[[ INPUT MATERIAL, beginning ]]

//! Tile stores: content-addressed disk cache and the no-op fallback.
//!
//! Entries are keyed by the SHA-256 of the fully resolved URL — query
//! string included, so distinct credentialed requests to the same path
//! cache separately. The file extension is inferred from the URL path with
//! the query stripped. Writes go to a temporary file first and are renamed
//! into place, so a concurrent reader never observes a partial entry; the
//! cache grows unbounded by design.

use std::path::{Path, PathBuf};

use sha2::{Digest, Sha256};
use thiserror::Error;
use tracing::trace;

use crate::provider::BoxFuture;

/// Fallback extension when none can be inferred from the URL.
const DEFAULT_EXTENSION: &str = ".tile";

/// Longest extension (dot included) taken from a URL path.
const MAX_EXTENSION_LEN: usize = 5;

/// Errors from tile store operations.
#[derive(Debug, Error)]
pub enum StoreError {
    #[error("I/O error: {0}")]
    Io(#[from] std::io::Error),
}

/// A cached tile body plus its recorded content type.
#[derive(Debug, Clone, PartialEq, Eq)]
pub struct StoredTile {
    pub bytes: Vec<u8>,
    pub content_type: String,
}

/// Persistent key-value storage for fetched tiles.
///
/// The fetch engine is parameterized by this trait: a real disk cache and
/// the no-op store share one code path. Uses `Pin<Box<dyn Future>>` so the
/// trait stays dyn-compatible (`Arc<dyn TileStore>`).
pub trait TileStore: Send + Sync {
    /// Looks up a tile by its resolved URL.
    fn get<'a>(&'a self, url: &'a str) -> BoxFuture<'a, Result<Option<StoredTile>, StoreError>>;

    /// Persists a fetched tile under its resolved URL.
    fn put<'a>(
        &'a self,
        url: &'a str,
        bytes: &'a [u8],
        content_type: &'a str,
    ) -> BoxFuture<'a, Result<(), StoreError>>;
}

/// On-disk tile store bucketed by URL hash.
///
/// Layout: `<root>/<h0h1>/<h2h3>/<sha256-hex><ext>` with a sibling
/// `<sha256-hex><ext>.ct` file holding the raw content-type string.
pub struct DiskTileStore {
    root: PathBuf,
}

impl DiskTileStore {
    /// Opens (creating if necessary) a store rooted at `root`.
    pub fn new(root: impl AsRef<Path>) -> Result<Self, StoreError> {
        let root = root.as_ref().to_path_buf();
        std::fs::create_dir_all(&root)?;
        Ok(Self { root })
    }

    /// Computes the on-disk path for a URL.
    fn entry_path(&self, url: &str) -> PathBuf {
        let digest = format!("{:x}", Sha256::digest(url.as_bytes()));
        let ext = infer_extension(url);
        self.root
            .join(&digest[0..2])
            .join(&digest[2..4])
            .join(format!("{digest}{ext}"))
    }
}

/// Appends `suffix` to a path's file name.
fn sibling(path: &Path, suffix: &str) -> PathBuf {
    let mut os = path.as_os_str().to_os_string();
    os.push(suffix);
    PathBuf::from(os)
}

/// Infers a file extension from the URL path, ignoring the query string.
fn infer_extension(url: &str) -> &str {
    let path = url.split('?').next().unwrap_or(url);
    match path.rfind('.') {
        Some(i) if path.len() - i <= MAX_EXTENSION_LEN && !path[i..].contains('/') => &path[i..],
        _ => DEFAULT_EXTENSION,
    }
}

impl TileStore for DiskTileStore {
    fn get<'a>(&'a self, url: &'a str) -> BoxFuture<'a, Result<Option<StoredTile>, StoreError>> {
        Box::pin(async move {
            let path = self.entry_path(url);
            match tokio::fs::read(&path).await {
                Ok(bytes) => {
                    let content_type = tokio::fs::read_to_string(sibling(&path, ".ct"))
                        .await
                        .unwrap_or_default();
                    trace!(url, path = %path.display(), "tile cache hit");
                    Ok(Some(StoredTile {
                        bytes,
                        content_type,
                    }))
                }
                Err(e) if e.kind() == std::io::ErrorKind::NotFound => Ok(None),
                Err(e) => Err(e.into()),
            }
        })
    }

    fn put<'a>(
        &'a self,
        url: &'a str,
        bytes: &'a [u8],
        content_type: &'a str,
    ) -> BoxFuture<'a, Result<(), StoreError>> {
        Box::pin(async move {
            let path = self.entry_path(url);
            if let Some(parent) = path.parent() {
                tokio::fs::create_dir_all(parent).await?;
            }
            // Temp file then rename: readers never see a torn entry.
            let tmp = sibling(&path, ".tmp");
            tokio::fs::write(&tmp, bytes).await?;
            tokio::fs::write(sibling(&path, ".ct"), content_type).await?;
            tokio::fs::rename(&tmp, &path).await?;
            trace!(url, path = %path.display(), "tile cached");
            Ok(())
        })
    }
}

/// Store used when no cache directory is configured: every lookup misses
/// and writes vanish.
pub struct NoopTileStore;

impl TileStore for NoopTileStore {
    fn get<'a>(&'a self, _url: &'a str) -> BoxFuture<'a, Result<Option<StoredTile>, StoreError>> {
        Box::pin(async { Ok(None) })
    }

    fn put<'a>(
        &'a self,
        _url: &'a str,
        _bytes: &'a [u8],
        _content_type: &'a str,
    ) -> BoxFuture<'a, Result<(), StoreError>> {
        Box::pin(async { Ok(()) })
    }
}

[[ INPUT MATERIAL, end ]]
[[ INPUT MATERIAL, beginning ]]

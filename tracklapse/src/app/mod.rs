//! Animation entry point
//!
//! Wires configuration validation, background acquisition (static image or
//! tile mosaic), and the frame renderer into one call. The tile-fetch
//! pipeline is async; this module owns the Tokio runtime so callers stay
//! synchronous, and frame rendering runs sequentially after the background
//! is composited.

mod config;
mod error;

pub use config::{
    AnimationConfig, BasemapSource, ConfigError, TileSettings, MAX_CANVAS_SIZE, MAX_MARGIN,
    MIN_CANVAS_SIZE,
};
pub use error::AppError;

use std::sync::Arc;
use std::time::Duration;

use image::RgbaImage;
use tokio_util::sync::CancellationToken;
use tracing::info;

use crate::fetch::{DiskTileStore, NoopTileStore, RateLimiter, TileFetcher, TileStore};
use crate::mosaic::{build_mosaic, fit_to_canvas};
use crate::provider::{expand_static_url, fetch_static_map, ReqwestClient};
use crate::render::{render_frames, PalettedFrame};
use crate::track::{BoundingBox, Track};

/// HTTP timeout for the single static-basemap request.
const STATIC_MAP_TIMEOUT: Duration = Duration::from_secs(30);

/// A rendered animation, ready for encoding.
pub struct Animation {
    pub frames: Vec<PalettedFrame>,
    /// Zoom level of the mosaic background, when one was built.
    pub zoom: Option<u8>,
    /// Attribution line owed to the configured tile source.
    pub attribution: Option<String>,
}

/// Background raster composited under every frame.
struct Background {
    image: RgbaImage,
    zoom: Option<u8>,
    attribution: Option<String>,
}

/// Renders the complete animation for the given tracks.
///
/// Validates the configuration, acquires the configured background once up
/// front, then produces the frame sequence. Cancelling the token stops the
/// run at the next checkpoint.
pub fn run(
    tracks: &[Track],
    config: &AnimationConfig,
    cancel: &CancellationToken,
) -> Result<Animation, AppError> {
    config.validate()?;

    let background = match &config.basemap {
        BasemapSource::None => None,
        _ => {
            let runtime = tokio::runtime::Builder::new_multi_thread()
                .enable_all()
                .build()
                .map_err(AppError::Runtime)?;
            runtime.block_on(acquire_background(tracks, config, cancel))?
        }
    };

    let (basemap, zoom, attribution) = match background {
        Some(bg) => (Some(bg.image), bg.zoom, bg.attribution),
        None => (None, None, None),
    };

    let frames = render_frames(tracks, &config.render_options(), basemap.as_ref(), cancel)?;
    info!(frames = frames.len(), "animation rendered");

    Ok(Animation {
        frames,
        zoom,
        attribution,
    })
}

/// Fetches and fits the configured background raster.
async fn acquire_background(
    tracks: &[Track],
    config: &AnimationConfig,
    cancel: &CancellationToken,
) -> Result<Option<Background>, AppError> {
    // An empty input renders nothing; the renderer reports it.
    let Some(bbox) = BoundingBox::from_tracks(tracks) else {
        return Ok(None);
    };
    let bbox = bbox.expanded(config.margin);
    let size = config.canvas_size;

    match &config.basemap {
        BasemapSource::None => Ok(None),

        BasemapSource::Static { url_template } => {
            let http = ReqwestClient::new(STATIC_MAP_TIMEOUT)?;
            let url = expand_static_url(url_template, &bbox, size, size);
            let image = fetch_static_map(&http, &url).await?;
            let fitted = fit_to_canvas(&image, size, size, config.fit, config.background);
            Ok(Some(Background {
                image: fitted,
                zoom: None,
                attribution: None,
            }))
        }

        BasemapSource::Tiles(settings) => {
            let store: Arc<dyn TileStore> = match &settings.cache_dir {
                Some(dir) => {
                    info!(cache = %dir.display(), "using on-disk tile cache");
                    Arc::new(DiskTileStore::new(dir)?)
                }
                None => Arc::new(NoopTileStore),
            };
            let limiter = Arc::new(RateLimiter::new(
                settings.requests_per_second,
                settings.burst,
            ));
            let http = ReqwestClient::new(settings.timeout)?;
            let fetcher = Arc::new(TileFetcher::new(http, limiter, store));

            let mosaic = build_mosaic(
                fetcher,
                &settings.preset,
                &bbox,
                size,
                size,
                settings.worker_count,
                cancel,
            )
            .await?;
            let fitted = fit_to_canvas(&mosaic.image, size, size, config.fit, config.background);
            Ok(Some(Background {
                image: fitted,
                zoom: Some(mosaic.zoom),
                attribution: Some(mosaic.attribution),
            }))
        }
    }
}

[[ INPUT MATERIAL, end ]]
[[ INPUT MATERIAL, beginning ]]

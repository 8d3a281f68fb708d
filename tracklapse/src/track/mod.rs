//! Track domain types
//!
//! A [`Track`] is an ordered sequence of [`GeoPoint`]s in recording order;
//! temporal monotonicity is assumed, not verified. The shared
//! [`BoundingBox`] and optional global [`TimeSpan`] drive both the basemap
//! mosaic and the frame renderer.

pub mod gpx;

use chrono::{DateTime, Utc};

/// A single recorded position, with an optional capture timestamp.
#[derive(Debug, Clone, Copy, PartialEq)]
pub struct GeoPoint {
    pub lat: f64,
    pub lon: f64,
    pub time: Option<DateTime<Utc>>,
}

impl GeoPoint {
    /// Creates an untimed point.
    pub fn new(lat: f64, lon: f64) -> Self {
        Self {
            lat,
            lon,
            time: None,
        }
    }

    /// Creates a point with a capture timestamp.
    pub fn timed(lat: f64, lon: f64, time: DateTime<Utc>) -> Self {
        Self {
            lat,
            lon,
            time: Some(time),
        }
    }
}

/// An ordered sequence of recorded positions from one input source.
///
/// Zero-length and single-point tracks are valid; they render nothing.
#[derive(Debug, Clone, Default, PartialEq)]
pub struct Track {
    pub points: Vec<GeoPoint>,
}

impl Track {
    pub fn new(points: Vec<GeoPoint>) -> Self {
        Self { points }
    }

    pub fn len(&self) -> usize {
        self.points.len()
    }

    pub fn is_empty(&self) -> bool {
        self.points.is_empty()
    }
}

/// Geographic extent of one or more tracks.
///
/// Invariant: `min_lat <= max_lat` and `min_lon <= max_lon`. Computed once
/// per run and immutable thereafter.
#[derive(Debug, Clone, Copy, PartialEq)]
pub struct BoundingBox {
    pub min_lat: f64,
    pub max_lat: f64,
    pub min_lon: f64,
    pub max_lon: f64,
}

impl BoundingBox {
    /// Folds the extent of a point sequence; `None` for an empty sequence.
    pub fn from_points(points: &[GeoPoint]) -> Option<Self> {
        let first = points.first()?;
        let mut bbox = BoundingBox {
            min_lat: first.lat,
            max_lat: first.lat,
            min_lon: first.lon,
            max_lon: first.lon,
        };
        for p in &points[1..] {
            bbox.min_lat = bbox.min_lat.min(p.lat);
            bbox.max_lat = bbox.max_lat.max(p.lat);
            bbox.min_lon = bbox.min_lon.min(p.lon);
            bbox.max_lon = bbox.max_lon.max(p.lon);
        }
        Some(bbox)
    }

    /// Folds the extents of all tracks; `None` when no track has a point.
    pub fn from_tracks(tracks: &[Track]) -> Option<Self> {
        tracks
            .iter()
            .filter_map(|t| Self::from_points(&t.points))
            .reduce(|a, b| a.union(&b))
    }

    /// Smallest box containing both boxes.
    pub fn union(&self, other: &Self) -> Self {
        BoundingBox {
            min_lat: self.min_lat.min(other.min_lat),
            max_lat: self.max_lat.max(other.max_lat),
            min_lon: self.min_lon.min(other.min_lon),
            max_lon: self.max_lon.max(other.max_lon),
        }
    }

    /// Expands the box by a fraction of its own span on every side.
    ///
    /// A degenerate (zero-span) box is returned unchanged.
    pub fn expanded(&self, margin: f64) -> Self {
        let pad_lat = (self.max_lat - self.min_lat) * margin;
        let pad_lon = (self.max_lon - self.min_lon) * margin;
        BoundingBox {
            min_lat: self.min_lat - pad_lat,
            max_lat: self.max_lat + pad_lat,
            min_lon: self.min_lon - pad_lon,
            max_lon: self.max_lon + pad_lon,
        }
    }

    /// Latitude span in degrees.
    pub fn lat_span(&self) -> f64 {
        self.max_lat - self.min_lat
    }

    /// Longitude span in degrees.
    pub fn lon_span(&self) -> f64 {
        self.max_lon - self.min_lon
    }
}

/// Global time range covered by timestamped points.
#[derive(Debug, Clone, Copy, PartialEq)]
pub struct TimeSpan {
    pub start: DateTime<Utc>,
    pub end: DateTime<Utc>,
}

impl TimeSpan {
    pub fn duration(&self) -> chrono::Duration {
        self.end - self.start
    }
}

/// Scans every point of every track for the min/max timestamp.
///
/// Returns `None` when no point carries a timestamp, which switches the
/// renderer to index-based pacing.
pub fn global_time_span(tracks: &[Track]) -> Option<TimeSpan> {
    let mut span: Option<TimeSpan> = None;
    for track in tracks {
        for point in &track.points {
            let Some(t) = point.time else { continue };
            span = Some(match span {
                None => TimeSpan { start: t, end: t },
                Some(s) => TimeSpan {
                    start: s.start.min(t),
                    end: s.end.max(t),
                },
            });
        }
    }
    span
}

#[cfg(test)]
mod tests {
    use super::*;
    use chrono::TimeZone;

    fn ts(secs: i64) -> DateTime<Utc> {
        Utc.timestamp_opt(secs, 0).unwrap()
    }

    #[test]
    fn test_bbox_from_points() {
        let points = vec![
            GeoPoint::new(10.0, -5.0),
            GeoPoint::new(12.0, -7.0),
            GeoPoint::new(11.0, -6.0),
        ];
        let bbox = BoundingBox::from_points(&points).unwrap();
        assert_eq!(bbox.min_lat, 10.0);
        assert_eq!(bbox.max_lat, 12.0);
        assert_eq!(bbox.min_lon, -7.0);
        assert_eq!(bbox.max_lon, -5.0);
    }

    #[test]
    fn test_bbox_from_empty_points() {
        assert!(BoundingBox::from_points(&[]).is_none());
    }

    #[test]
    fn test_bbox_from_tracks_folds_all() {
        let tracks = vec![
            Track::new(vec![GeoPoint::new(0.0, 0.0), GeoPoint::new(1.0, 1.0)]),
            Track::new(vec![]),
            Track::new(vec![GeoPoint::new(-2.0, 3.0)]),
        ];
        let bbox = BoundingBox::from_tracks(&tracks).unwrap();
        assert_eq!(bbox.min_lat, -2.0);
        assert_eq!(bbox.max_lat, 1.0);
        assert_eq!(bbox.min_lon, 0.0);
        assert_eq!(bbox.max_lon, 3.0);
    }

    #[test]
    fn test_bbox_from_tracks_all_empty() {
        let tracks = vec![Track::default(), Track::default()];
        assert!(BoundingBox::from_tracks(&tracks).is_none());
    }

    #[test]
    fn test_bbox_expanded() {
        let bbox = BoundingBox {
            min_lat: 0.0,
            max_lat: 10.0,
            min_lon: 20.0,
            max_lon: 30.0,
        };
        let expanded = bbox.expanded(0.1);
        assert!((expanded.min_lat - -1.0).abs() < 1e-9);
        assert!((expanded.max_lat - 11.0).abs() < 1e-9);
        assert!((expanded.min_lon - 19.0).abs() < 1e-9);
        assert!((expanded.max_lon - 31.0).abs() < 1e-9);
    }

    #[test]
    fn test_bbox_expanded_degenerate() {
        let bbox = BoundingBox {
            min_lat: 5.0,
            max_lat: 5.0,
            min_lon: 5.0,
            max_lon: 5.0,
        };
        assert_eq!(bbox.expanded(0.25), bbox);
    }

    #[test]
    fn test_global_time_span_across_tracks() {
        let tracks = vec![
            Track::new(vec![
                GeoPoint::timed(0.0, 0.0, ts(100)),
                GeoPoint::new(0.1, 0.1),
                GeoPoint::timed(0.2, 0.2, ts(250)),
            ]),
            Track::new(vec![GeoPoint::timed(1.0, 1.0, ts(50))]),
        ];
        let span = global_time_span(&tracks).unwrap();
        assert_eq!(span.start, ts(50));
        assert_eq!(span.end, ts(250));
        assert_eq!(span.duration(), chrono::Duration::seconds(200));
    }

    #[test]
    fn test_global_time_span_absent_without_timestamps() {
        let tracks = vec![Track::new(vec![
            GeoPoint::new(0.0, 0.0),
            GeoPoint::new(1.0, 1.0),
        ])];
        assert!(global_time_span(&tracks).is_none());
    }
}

[[ INPUT MATERIAL, end ]]

● PROBLEM DESCRIPTION
Everything above from the line with "the no-op fallback." to the line with "pub trait TileStore: Send", both included, must be repeated exactly, and nothing outside that range.

● REPLY
//! Tile stores: content-addressed disk cache and the no-op fallback.
//!
//! Entries are keyed by the SHA-256 of the fully resolved URL — query
//! string included, so distinct credentialed requests to the same path
//! cache separately. The file extension is inferred from the URL path with
//! the query stripped. Writes go to a temporary file first and are renamed
//! into place, so a concurrent reader never observes a partial entry; the
//! cache grows unbounded by design.

use std::path::{Path, PathBuf};

use sha2::{Digest, Sha256};
use thiserror::Error;
use tracing::trace;

use crate::provider::BoxFuture;

/// Fallback extension when none can be inferred from the URL.
const DEFAULT_EXTENSION: &str = ".tile";

/// Longest extension (dot included) taken from a URL path.
const MAX_EXTENSION_LEN: usize = 5;

/// Errors from tile store operations.
#[derive(Debug, Error)]
pub enum StoreError {
    #[error("I/O error: {0}")]
    Io(#[from] std::io::Error),
}

/// A cached tile body plus its recorded content type.
#[derive(Debug, Clone, PartialEq, Eq)]
pub struct StoredTile {
    pub bytes: Vec<u8>,
    pub content_type: String,
}

/// Persistent key-value storage for fetched tiles.
///
/// The fetch engine is parameterized by this trait: a real disk cache and
/// the no-op store share one code path. Uses `Pin<Box<dyn Future>>` so the
/// trait stays dyn-compatible (`Arc<dyn TileStore>`).
pub trait TileStore: Send + Sync {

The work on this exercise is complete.